The Chinese telecommunications company aggressively pitches the suitability of its 5G portfolio for European markets.
As European governments consider the level of Huawei’s involvement in their 5G infrastructure, the Chinese telecommunications company has made it clear that Europe needs Huawei’s 5G products.
During a press conference in London, the message from executive director Ryan Ding was unequivocal: Huawei knows what European network operators want, and is ready to cater for their needs.
“In Europe, a lot of operators have limited site locations and resources,” said Ding. “We are the only vendor that provides a solution to this. We welcome competition, but at the moment we can lay down our products on the table and ask: ‘When will our competitors do the same?'”
The executive took to the stage to unveil a range of new 5G infrastructure products, all of which could meet challenges that are specific to the European region. The lack of space for antenna installation? Huawei is launching a version of its Blade AAU antenna that can support 2G, 3G, 4G and 5G, and essentially work under all sub-6GHz frequency bands.
To make sure that 5G base stations can be “built quickly and directly in Europe”, the company is releasing a new super-light pole, which weighs about 25kg compared to the industry standard of 40kg, and only takes two engineers and a couple of hours to install.

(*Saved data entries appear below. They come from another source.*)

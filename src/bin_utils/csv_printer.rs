use std::io::Write;

use csv::Writer;
use rust_decimal::Decimal;
use serde::Serialize;

#[derive(Debug, Serialize)]
pub struct AccountRow {
    pub id: String,
    pub customer: String,
    pub bank: String,
    pub balance: Decimal,
    pub interest_rate: Decimal,
}

// Stored amounts keep the scale they were written with (`0.0`, `10.50`),
// printed ones don't.
impl From<crate::model::Account> for AccountRow {
    fn from(account: crate::model::Account) -> Self {
        Self {
            id: account.id,
            customer: account.customer_id,
            bank: account.bank_id,
            balance: account.balance.normalize(),
            interest_rate: account.interest_rate.normalize(),
        }
    }
}

pub fn print_accounts<W>(
    output: &mut W,
    accounts: impl Iterator<Item = AccountRow>,
) -> anyhow::Result<()>
where
    W: Write,
{
    let mut writer = Writer::from_writer(output);
    for acc in accounts {
        if let Err(err) = writer.serialize(acc) {
            anyhow::bail!("Failed to write to CSV: {err}")
        }
    }
    // Ensure all data is flushed to the output
    if let Err(err) = writer.flush() {
        anyhow::bail!("Failed to flush CSV writer: {err}")
    }
    Ok(())
}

But the biggest challenge yet, Ding said, is Europe’s fragmented radio frequency spectrum. European countries allocate slices of spectrum to network providers through auctions, and spectrum is especially segmented in Europe thanks to the large number of co-existing national operators.
In response, Huawei has launched an antenna with larger bandwidth, capable of supporting the coverage of several suppliers at the same time. Where on average network operators work with 200MHz of spectrum, the new antenna can support 400MHz — twice as much as its predecessor.

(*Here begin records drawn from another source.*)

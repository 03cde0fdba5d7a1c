use serde::{Deserialize, Serialize};
use tracing::{info, warn};

use crate::{
    counter::CounterAllocator,
    model::{Account, Bank, Customer, Role, new_bank_id, new_card_number},
};

const BOOTSTRAP_ADMIN_NAME: &str = "Administrator";

/// Everything needed to seed a ledger that has no administrator yet.
#[derive(Debug, Clone, Copy)]
pub struct BootstrapSeed<'a> {
    pub bank_name: &'a str,
    pub admin_username: &'a str,
    pub admin_password: &'a str,
}

/// Banks, customers and accounts, kept in insertion order.
///
/// This is also the shape of the durable document: one object with the
/// `banks`, `customers` and `accounts` keys.
#[derive(Debug, Clone, Default, PartialEq, Eq, Serialize, Deserialize)]
pub struct EntityStore {
    #[serde(default)]
    banks: Vec<Bank>,
    #[serde(default)]
    customers: Vec<Customer>,
    #[serde(default)]
    accounts: Vec<Account>,
}

impl EntityStore {
    pub fn banks(&self) -> &[Bank] {
        &self.banks
    }

    pub fn customers(&self) -> &[Customer] {
        &self.customers
    }

    pub fn accounts(&self) -> &[Account] {
        &self.accounts
    }

    pub fn bank(&self, id: &str) -> Option<&Bank> {
        self.banks.iter().find(|b| b.id == id)
    }

    pub fn customer(&self, id: &str) -> Option<&Customer> {
        self.customers.iter().find(|c| c.id == id)
    }

    pub fn customer_mut(&mut self, id: &str) -> Option<&mut Customer> {
        self.customers.iter_mut().find(|c| c.id == id)
    }

    /// Usernames are compared exactly, case included.
    pub fn customer_by_username(&self, username: &str) -> Option<&Customer> {
        self.customers.iter().find(|c| c.username == username)
    }

    pub fn is_username_taken(&self, username: &str) -> bool {
        self.customer_by_username(username).is_some()
    }

    pub fn has_admin(&self) -> bool {
        self.customers.iter().any(Customer::is_admin)
    }

    pub fn account(&self, id: &str) -> Option<&Account> {
        self.accounts.iter().find(|a| a.id == id)
    }

    pub fn account_mut(&mut self, id: &str) -> Option<&mut Account> {
        self.accounts.iter_mut().find(|a| a.id == id)
    }

    pub fn account_position(&self, id: &str) -> Option<usize> {
        self.accounts.iter().position(|a| a.id == id)
    }

    pub(crate) fn accounts_mut(&mut self) -> &mut [Account] {
        &mut self.accounts
    }

    pub fn accounts_of<'a>(&'a self, customer_id: &'a str) -> impl Iterator<Item = &'a Account> {
        self.accounts
            .iter()
            .filter(move |a| a.customer_id == customer_id)
    }

    pub fn push_bank(&mut self, bank: Bank) {
        self.banks.push(bank);
    }

    pub fn push_customer(&mut self, customer: Customer) {
        self.customers.push(customer);
    }

    pub fn push_account(&mut self, account: Account) {
        self.accounts.push(account);
    }

    /// Makes sure a bank and an administrator exist.
    ///
    /// Creates a default bank when there is none, then an admin attached to
    /// the first bank unless some customer already holds [`Role::Admin`].
    /// Running it again on a bootstrapped store changes nothing. Returns
    /// whether the store was modified.
    pub fn bootstrap<E>(
        &mut self,
        counters: &mut CounterAllocator,
        seed: &BootstrapSeed<'_>,
        hash_password: impl FnOnce(&str) -> Result<String, E>,
    ) -> Result<bool, E> {
        let mut changed = false;
        if self.banks.is_empty() {
            info!("No banks found, creating default bank {:?}", seed.bank_name);
            self.banks.push(Bank::new(new_bank_id(), seed.bank_name));
            changed = true;
        }

        if self.has_admin() {
            return Ok(changed);
        }
        if self.is_username_taken(seed.admin_username) {
            warn!(
                "No administrator exists, but username {:?} belongs to a regular customer; skipping admin bootstrap",
                seed.admin_username
            );
            return Ok(changed);
        }

        let id = match counters.next_customer_id() {
            Ok(id) => id,
            Err(err) => {
                warn!("No administrator exists, but it cannot be created: {err}");
                return Ok(changed);
            }
        };
        let password_hash = hash_password(seed.admin_password)?;
        let mut admin = Customer::new(
            id,
            BOOTSTRAP_ADMIN_NAME,
            seed.admin_username,
            password_hash,
            new_card_number(),
        );
        admin.roles.insert(Role::Admin);
        admin.bank_ids.extend(self.banks.first().map(|b| b.id.clone()));
        info!(
            "Administrator {:?} not found, created default admin {}",
            seed.admin_username, admin.id
        );
        self.customers.push(admin);
        Ok(true)
    }
}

Huawei said that its new product is “one generation ahead” of the rest of the industry, and will come in handy in fragmented spectrum markets such as the UK, Spain and Italy. According to Ding, a 400MHz service was, in fact, a specific requirement put forward by European operators.
“We have tried to understand the requirements of customers,” Ding said, “and providing a carrier aggregation for 400MHz is a very viable solution, especially in Europe, where in most countries the spectrum is very segmented.”

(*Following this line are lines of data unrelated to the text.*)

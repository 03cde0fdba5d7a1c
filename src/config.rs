use std::path::PathBuf;

use crate::store::BootstrapSeed;

pub const DATA_FILE_ENV: &str = "BANK_LEDGER_DATA_FILE";
pub const DEFAULT_BANK_ENV: &str = "BANK_LEDGER_DEFAULT_BANK";
pub const ADMIN_USERNAME_ENV: &str = "BANK_LEDGER_ADMIN_USERNAME";
pub const ADMIN_PASSWORD_ENV: &str = "BANK_LEDGER_ADMIN_PASSWORD";

/// Argon2id cost parameters used for new password hashes.
///
/// Existing hashes carry their own parameters, so changing these never
/// breaks verification.
#[derive(Debug, Clone, Copy, PartialEq, Eq)]
pub struct HashParams {
    /// KiB
    pub memory_cost: u32,
    pub time_cost: u32,
    pub parallelism: u32,
}

impl Default for HashParams {
    fn default() -> Self {
        Self {
            memory_cost: argon2::Params::DEFAULT_M_COST,
            time_cost: argon2::Params::DEFAULT_T_COST,
            parallelism: argon2::Params::DEFAULT_P_COST,
        }
    }
}

impl HashParams {
    /// Smallest parameters argon2 accepts. Only meant for tests.
    pub fn low_cost() -> Self {
        Self {
            memory_cost: argon2::Params::MIN_M_COST,
            time_cost: argon2::Params::MIN_T_COST,
            parallelism: argon2::Params::MIN_P_COST,
        }
    }
}

#[derive(Debug, Clone)]
pub struct LedgerConfig {
    pub data_file: PathBuf,
    /// Name of the bank created when the ledger has none.
    pub default_bank_name: String,
    pub admin_username: String,
    pub admin_password: String,
    pub hash_params: HashParams,
}

impl Default for LedgerConfig {
    fn default() -> Self {
        Self {
            data_file: PathBuf::from("data.json"),
            default_bank_name: "defaultBank".to_string(),
            admin_username: "admin".to_string(),
            admin_password: "admin".to_string(),
            hash_params: HashParams::default(),
        }
    }
}

impl LedgerConfig {
    /// Defaults, overridden by the `BANK_LEDGER_*` environment variables.
    pub fn from_env() -> Self {
        Self::default().with_overrides(|key| std::env::var(key).ok())
    }

    fn with_overrides(mut self, lookup: impl Fn(&str) -> Option<String>) -> Self {
        let lookup = |key: &str| lookup(key).filter(|value| !value.trim().is_empty());
        if let Some(path) = lookup(DATA_FILE_ENV) {
            self.data_file = PathBuf::from(path);
        }
        if let Some(name) = lookup(DEFAULT_BANK_ENV) {
            self.default_bank_name = name;
        }
        if let Some(username) = lookup(ADMIN_USERNAME_ENV) {
            self.admin_username = username;
        }
        if let Some(password) = lookup(ADMIN_PASSWORD_ENV) {
            self.admin_password = password;
        }
        self
    }

    pub(crate) fn bootstrap_seed(&self) -> BootstrapSeed<'_> {
        BootstrapSeed {
            bank_name: &self.default_bank_name,
            admin_username: &self.admin_username,
            admin_password: &self.admin_password,
        }
    }
}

The cherry on the cake came in the form of a $20 million investment into a “5G partner innovation program” to be launched in the UK, to fund and accelerate the adoption of new 5G applications.
Given Huawei’s recent troubles with the US, it’s easy to see why it’s keen to woo European countries. Last year, the Trump administration added Huawei to its Entity List, effectively banning American companies from dealing with the Chinese company.
The US government argues that the use of Huawei equipment in sensitive networks could leave the country at risk of being spied on by the Chinese state. Although Huawei has denied the claims, the Trump administration has been advocating a total ban on the use of Huawei’s 5G equipment.
As yet, there’s no Europe-wide consensus on the matter. After much deliberation, the UK recently allowed Huawei to provide some equipment for the country’s 5G networks, albeit under certain restrictions. While Ding was selling the benefits of Huawei’s 5G portfolio in London, in fact, the UK’s Department for Digital (DCMS) announced a £30 million ($38.7 million) investment for an open competition to develop new uses of 5G in rural areas, and it looks like Huawei won’t be allowed to participate.
“None of the winning projects, or future projects from 5G Create, will use equipment from high-risk vendors,” said DCMS. And Huawei indeed is one of the high-risk vendors identified by the UK’s National Cyber Security Centre.
France is still sitting on the fence, although in November it was reported that ministers would allow the Chinese company a role in the country’s 5G deployment. Meanwhile, Germany’s ruling CDU party has been pushing for tougher rules on foreign vendors.
Ding said that Huawei was committed to providing secure products, and that, with each European country working on their own local policies, the company is “continuously communicating with national governments on security”.
However, Huawei wants to stress that it’s confident for the future. The company said that it now has 91 commercial 5G contracts, with over half of them (47) based in Europe. In comparison, Its main competitor, Ericsson, has secured about 50 commercial contracts globally.
“Last year, we were saying that we are 18 months ahead of our competitors,” said Ding. “And 12 months later, I can say with certainty that Huawei still has that leadership.”
Others beg to differ. This week, the US State Department’s deputy assistant secretary for information policy Robert Strayer reportedly said that it was “necessary to demystify” the idea that Huawei is more advanced on 5G. Strayer argued that Ericsson, Nokia and Samsung are “on par” with the Chinese telecommunications provider.
And at a press event organised by Ericsson last week in London, the company’s senior vice president Stella Medlicott was adamant that Huawei has no technical leadership in 5G: “There is a need for myth-busting. We are not 18 months behind on the tech,” she said.
The fight between 5G providers is on, with Europe a key battleground for Huawei.